::: Entries provided

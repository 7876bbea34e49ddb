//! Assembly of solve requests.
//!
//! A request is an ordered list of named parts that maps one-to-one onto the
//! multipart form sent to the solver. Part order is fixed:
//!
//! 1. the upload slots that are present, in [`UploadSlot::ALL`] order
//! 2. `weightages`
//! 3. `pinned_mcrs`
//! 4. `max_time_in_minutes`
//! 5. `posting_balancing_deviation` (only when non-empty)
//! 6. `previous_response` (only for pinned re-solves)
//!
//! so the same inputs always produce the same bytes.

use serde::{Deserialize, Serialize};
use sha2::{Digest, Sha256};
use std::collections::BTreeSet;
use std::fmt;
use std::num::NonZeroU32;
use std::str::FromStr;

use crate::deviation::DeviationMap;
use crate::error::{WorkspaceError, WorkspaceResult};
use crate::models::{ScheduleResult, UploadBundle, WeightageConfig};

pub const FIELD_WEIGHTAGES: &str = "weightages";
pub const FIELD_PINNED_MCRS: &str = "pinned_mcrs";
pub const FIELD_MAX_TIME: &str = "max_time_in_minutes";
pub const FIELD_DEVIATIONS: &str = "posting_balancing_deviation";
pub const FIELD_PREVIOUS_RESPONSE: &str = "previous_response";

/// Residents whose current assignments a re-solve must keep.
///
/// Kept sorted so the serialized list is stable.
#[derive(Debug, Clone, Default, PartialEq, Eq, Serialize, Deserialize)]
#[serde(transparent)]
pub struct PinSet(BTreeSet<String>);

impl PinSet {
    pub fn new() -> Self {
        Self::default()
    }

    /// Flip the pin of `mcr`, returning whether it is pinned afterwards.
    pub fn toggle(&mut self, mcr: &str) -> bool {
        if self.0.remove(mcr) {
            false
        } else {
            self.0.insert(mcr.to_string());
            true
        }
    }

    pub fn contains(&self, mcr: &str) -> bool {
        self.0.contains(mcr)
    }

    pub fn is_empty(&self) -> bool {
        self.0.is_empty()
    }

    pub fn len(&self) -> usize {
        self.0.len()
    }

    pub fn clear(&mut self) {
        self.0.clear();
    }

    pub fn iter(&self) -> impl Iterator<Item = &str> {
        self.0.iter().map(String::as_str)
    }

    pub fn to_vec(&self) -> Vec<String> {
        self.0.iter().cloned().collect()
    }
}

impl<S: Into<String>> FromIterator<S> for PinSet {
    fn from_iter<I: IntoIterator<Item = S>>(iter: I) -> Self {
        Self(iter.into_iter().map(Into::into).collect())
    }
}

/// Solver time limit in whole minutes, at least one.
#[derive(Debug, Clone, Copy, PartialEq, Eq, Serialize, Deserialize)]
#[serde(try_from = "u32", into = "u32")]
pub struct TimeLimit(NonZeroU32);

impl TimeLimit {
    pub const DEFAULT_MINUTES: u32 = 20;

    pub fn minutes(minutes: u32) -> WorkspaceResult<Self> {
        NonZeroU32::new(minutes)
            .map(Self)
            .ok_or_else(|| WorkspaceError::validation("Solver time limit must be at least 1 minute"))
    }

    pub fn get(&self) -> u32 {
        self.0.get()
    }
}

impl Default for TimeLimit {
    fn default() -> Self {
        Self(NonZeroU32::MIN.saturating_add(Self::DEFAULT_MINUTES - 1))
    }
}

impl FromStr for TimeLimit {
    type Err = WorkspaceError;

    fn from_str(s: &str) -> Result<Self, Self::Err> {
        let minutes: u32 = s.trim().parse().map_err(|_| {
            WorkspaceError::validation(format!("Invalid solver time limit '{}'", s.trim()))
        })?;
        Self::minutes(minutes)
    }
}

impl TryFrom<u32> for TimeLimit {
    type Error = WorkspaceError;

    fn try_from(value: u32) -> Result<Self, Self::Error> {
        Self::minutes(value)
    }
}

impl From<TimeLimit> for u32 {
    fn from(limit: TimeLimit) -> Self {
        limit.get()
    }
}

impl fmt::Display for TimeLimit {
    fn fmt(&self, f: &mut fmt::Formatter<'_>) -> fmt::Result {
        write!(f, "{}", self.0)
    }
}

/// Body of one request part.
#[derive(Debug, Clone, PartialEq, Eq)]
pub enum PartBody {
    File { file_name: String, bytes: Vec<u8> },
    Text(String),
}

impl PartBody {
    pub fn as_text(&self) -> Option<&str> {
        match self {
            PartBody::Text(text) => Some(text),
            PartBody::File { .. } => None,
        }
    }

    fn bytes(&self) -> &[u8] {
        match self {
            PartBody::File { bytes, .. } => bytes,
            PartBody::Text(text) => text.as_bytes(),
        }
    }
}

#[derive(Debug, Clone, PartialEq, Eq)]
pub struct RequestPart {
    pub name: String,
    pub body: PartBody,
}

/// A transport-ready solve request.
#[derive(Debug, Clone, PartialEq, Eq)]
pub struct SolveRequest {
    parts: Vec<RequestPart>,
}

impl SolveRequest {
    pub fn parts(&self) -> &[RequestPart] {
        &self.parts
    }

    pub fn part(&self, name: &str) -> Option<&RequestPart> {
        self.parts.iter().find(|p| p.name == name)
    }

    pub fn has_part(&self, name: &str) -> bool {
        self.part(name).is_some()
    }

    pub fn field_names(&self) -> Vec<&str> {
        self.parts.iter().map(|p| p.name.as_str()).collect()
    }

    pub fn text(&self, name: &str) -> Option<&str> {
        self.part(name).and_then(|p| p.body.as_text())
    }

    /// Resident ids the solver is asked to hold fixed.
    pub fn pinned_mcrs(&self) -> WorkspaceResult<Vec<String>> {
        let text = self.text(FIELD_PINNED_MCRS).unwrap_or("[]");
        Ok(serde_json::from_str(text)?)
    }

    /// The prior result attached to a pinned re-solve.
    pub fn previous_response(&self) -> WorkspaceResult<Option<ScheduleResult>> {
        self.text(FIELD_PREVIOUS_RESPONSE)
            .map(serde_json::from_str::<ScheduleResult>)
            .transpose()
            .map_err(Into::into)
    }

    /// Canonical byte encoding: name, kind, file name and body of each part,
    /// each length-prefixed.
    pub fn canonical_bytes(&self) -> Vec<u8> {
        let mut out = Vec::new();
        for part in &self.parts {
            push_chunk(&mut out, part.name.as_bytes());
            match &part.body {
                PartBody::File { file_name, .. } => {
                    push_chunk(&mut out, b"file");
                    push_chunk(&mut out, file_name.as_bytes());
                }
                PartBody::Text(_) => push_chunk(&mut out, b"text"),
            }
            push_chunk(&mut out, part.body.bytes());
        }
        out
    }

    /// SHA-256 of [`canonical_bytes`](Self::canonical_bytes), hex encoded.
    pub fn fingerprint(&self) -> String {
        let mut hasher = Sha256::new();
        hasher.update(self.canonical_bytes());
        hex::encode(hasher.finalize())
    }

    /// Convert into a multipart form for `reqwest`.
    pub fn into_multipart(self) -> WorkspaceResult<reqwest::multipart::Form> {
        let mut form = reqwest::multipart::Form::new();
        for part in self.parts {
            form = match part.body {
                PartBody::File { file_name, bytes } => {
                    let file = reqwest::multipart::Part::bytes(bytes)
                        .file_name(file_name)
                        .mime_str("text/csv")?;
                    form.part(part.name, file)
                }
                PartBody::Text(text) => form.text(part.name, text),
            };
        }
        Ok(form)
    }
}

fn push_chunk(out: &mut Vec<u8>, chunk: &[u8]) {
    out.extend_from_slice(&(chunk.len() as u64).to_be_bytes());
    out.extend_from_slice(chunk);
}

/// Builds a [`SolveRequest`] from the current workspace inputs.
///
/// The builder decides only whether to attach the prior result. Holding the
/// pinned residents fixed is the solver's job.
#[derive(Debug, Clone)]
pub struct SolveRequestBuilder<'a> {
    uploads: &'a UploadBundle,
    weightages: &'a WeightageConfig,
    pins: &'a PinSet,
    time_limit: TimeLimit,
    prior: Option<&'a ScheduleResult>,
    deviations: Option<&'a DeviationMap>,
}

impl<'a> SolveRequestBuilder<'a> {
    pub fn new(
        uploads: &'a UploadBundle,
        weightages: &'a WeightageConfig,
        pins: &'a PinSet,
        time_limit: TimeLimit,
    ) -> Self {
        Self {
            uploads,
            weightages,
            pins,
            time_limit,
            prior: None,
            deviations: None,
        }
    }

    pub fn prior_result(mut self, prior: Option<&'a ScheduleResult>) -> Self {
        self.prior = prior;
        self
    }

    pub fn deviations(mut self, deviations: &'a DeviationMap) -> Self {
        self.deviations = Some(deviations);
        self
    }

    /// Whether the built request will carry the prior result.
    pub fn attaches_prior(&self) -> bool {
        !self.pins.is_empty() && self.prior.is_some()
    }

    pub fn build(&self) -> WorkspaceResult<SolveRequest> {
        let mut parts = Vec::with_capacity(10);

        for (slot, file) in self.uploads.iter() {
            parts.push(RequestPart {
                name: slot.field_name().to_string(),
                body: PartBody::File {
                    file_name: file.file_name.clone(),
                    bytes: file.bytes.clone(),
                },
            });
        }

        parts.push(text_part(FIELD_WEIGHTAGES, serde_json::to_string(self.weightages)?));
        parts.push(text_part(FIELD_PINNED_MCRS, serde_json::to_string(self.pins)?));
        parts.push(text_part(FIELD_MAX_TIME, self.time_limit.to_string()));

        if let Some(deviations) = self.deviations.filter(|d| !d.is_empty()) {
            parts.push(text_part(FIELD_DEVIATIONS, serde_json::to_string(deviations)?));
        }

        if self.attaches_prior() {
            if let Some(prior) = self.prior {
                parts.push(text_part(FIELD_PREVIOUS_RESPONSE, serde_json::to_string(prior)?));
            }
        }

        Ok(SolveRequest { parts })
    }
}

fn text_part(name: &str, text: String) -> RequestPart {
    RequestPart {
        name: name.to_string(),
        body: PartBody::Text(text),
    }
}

::::::

Go through the data and count every line where the word "each" appears. Give only that count.

> **Output of the task**
2